PLP Executive Director, Mumbi Ndung’u, said the organisation’s expanding training and employability model aims to address a second challenge: talent drain. She highlighted the growing trend of African engineering talent being recruited by international companies offering significantly higher pay, noting the need for local opportunities that keep young developers engaged in domestic innovation.

Five teams emerged as finalists from the hackathon, showcasing applications designed to support victims of TFVAWG or strengthen reporting and evidence-gathering.

One of the solutions, ImaraZero – User Interface Digital Bodyguard, uses multimodal AI to analyse text, screenshots, and voice notes to identify threats. The platform offers risk alerts and escalation pathways to authorities in seven African countries. The team behind the solution is seeking USD 50,000 to support API licensing and expand deployment.

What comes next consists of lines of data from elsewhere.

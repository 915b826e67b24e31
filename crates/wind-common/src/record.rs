//! Decoded forecast records for wind component data.
//!
//! Records arrive already decoded from their wire format; this crate never
//! parses GRIB or NetCDF itself. A record is one frame of one scalar
//! component on a regular lat/lon grid, row-major with longitude varying
//! fastest (scan mode 0: longitude increases from `lo1`, latitude decreases
//! from `la1`).

use chrono::{DateTime, Duration, Utc};
use serde::{Deserialize, Serialize};

/// GRIB2 parameter category for momentum.
pub const WIND_CATEGORY: u8 = 2;
/// Parameter number of the u (eastward) wind component.
pub const U_COMPONENT: u8 = 2;
/// Parameter number of the v (northward) wind component.
pub const V_COMPONENT: u8 = 3;

/// Header describing one forecast frame's grid geometry and valid time.
#[derive(Debug, Clone, Serialize, Deserialize)]
pub struct GridHeader {
    /// Longitude of the grid origin in degrees (e.g. 0.0E)
    pub lo1: f64,
    /// Latitude of the grid origin in degrees (e.g. 90.0N)
    pub la1: f64,
    /// Longitude spacing between grid points in degrees
    pub dx: f64,
    /// Latitude spacing between grid points in degrees
    pub dy: f64,
    /// Number of grid points W-E
    pub nx: usize,
    /// Number of grid points N-S
    pub ny: usize,
    /// Model run reference time
    pub ref_time: DateTime<Utc>,
    /// Forecast hour offset from the reference time
    pub forecast_time: u32,
    /// GRIB2 parameter category
    pub parameter_category: u8,
    /// GRIB2 parameter number within the category
    pub parameter_number: u8,
}

impl GridHeader {
    /// The wall-clock time this frame is valid for (reference + offset).
    pub fn valid_datetime(&self) -> DateTime<Utc> {
        self.ref_time + Duration::hours(self.forecast_time as i64)
    }

    /// Whether two headers describe the same grid geometry.
    pub fn same_geometry(&self, other: &GridHeader) -> bool {
        self.nx == other.nx
            && self.ny == other.ny
            && self.dx == other.dx
            && self.dy == other.dy
            && self.lo1 == other.lo1
            && self.la1 == other.la1
    }

    /// Total number of grid points.
    pub fn len(&self) -> usize {
        self.nx * self.ny
    }

    /// Check if the grid is empty.
    pub fn is_empty(&self) -> bool {
        self.nx == 0 || self.ny == 0
    }

    /// The 1D array index for grid position (i, j).
    pub fn flat_index(&self, i: usize, j: usize) -> usize {
        j * self.nx + i
    }
}

/// One decoded forecast frame: header plus row-major scalar samples.
#[derive(Debug, Clone, Serialize, Deserialize)]
pub struct ForecastRecord {
    pub header: GridHeader,
    pub data: Vec<f32>,
}

impl ForecastRecord {
    /// Whether this record carries the u (eastward) wind component.
    pub fn is_u_component(&self) -> bool {
        self.header.parameter_category == WIND_CATEGORY
            && self.header.parameter_number == U_COMPONENT
    }

    /// Whether this record carries the v (northward) wind component.
    pub fn is_v_component(&self) -> bool {
        self.header.parameter_category == WIND_CATEGORY
            && self.header.parameter_number == V_COMPONENT
    }
}

#[cfg(test)]
mod tests {
    use super::*;
    use chrono::TimeZone;

    fn header(category: u8, number: u8) -> GridHeader {
        GridHeader {
            lo1: 0.0,
            la1: 90.0,
            dx: 2.5,
            dy: 2.5,
            nx: 144,
            ny: 73,
            ref_time: Utc.with_ymd_and_hms(2024, 1, 15, 0, 0, 0).unwrap(),
            forecast_time: 6,
            parameter_category: category,
            parameter_number: number,
        }
    }

    #[test]
    fn test_valid_datetime_applies_forecast_offset() {
        let h = header(WIND_CATEGORY, U_COMPONENT);
        assert_eq!(
            h.valid_datetime(),
            Utc.with_ymd_and_hms(2024, 1, 15, 6, 0, 0).unwrap()
        );
    }

    #[test]
    fn test_component_classification() {
        let u = ForecastRecord { header: header(2, 2), data: vec![] };
        let v = ForecastRecord { header: header(2, 3), data: vec![] };
        let scalar = ForecastRecord { header: header(0, 0), data: vec![] };

        assert!(u.is_u_component() && !u.is_v_component());
        assert!(v.is_v_component() && !v.is_u_component());
        assert!(!scalar.is_u_component() && !scalar.is_v_component());
    }

    #[test]
    fn test_flat_index_row_major() {
        let h = header(2, 2);
        assert_eq!(h.flat_index(0, 0), 0);
        assert_eq!(h.flat_index(3, 2), 2 * 144 + 3);
    }
}
//! Mapping between animation frames and forecast wall-clock time.

use chrono::{DateTime, Duration, Utc};
use serde::{Deserialize, Serialize};

/// Wall-clock span covered by a forecast series, from the first frame's valid
/// time to the last frame's.
#[derive(Debug, Clone, Copy, PartialEq, Eq, Serialize, Deserialize)]
pub struct ForecastSpan {
    pub start: DateTime<Utc>,
    pub end: DateTime<Utc>,
}

impl ForecastSpan {
    pub fn new(start: DateTime<Utc>, end: DateTime<Utc>) -> Self {
        Self { start, end }
    }

    pub fn duration(&self) -> Duration {
        self.end - self.start
    }

    /// Linearly map a frame index in `[0, total_frames)` onto `[start, end]`.
    pub fn display_time(&self, frame: u32, total_frames: u32) -> DateTime<Utc> {
        if total_frames == 0 {
            return self.start;
        }
        let fraction = frame as f64 / total_frames as f64;
        let offset = self.duration().num_milliseconds() as f64 * fraction;
        self.start + Duration::milliseconds(offset.round() as i64)
    }
}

Another project, Safeguard, integrates blockchain and AI to create a tamper-proof digital evidence repository for online harassment cases. It includes an intelligence engine for profiling repeat offenders and a geolocation feature for incident mapping. The developers are also seeking USD 50,000 for app development and regulatory compliance.

A third solution, EveShield, is a mobile panic-button tool that connects users to emergency contacts, bystanders, and authorities, and integrates mental health and legal-aid support. The team is seeking USD 3,000 to scale the pilot.

PLP’s broader digital-skills programme has allocated 40 percent of its 16-week software development scholarships to young women in an effort to reduce gender gaps in STEM participation.

The commitment was demonstrated at the graduation ceremony through top-performing student, Wendy Otieno, who helped develop DigiSafety, a platform that generates a digital-safety score for users based on online habits. Otieno said young women must be encouraged to enter technology fields to widen representation and strengthen Africa’s innovation output.

PROUD MOMENT: Power Learn Project Africa (PLP) 2025 graduate Wendy Otieno (Right), from Nairobi, Kenya who was among the top five learners selected to attend the physical graduation. Wendy, also helped develop a digital safety platform during a regional hackathon hosted by PLP and UN Women as part of the global 16 Days of Activism Against Gender-Based Violence. She is flanked by her father, Nicodemus Onyango.

Since its establishment, PLP has trained more than 38,000 youth across the continent, including 3,900 women. Its Talent Hub is currently in negotiations to acquire a credit-scoring application created by a previous cohort, signalling a new emphasis on commercialising student-built innovations.

The Nairobi ceremony concluded with a career fair that connected graduates to employers including Brighter Monday, Gebeya, and Roamtech, several of which conducted interviews on-site. The expanded talent pool, organisers said, is expected to support Africa’s technology ambitions while strengthening the continent’s response to digital safety risks targeting women and girls.